Bond was hardly gin’s only champion. Writers, actors and socialites helped turn gin into a symbol of sophistication throughout the 20th century. Ernest Hemingway declared that “a gimlet is just about the best thing one can have,” while poet and wit Dorothy Parker delivered perhaps the most famous tribute of all: 

“SlI like to have a martini,
Two at the very most.
After three I’m under the table,
After four I’m under my host.” 

By the mid-20th century, gin had become the drink of choice for everyone from literary wits to Hollywood leading men. It helped cement the spirit’s association with elegance, intrigue and impeccable tailoring. 

By the late 20th century, however, gin’s fortunes began to fade. 
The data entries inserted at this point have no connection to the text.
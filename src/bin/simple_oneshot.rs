// 该文件是 Qianli （千里眼） 项目的一部分。
// src/bin/simple_oneshot.rs - 单帧检测
//
// 本文件根据 Apache 许可证第 2.0 版（以下简称“许可证”）授权使用；
// 除非遵守该许可证条款，否则您不得使用本文件。
// 您可通过以下网址获取许可证副本：
// http://www.apache.org/licenses/LICENSE-2.0
// 除非适用法律要求或书面同意，根据本许可协议分发的软件均按“原样”提供，
// 不附带任何形式的明示或暗示的保证或条件。
// 有关许可权限与限制的具体条款，请参阅本许可协议。
//
// Copyright (C) 2026 Johann Li <me@qinka.pro>, Wareless Group

use anyhow::Result;
use clap::Parser;
use url::Url;

use qianli::{
  FromUrl,
  input::InputWrapper,
  model::Yolo11Builder,
  output::OutputWrapper,
  task::{OneShotTask, Task},
};
use tracing::info;

/// Qianli 单帧检测参数
#[derive(Parser, Debug)]
#[command(author, version, about, long_about = None)]
pub struct Args {
  /// 模型，例如 yolo11:///models/yolo11n.onnx?threshold=0.5
  #[arg(long, value_name = "MODEL")]
  pub model: Url,
  /// 输入来源，例如 image:///tmp/in.jpg 或 v4l:///dev/video0
  #[arg(long, value_name = "SOURCE")]
  pub input: Url,
  /// 输出，例如 console:// 或 image:///tmp/out.jpg
  #[arg(long, value_name = "OUTPUT", default_value = "console://")]
  pub output: Url,
  /// 覆盖模型 URL 中的置信度阈值
  #[arg(long, value_name = "CONFIDENCE")]
  pub confidence: Option<f32>,
}

fn main() -> Result<()> {
  tracing_subscriber::fmt::init();

  let args = Args::parse();

  info!("模型文件路径: {}", args.model);
  info!("输入来源: {}", args.input);
  info!("输出路径: {}", args.output);

  let input = InputWrapper::from_url(&args.input)?;
  let mut builder = Yolo11Builder::from_url(&args.model)?;
  if let Some(confidence) = args.confidence {
    builder = builder.confidence(confidence);
  }
  let model = builder.build()?;
  let output = OutputWrapper::from_url(&args.output)?;

  OneShotTask.run_task(input, model, output)?;

  Ok(())
}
This was life eight: near extinction. Vodka’s clean, neutral profile captured the public imagination and gin suddenly seemed old-fashioned. For a time, it risked becoming the drink your grandparents ordered while everyone else chased newer trends. 

Many spirits never recover from such moments. But Gin did. 

Its ninth life is the great gin revival – the one we’re living today. 

The craft spirits revolution transformed gin into a canvas for creativity. Distillers began experimenting with local ingredients, unusual botanicals and regional identities. Suddenly gin was no longer just about juniper. It became a playground for creativity. Lavender, tea, seaweed, olives, mountain herbs, peppercorns, citrus blossoms and dozens of other ingredients found their way into stills. Suddenly gin has become a storyteller. Every bottle seems to carry a narrative: a landscape, a memory, a spice route, a garden or a cultural tradition. And nowhere is this transformation more visible than in India. 

Long known as a source of some of the world’s most prized botanicals, including pepper, cardamom, coriander and juniper. India has emerged as one of the most exciting gin-producing regions in the world. Contemporary Indian gins draw inspiration from forests, mountains, spice markets and tea gardens, creating flavour profiles that are unmistakably local yet globally relevant.

Unlike many spirits that remain closely tied to a single tradition, gin has always been a shapeshifter. Perhaps that’s the reason for its longevity. Whisky may pride itself on tradition, rum on romance and vodka on versatility, but few spirits have changed identities as often, or even as successfully, as gin. It has been medicine and menace, colonial companion and cocktail icon, literary muse and craft darling. Gin may have had nine lives already, but, given its remarkable resilience and enduring appeal across generations, it may well have many more than the proverbial cat. Which is fortunate, because it doesn’t seem remotely interested in retirement.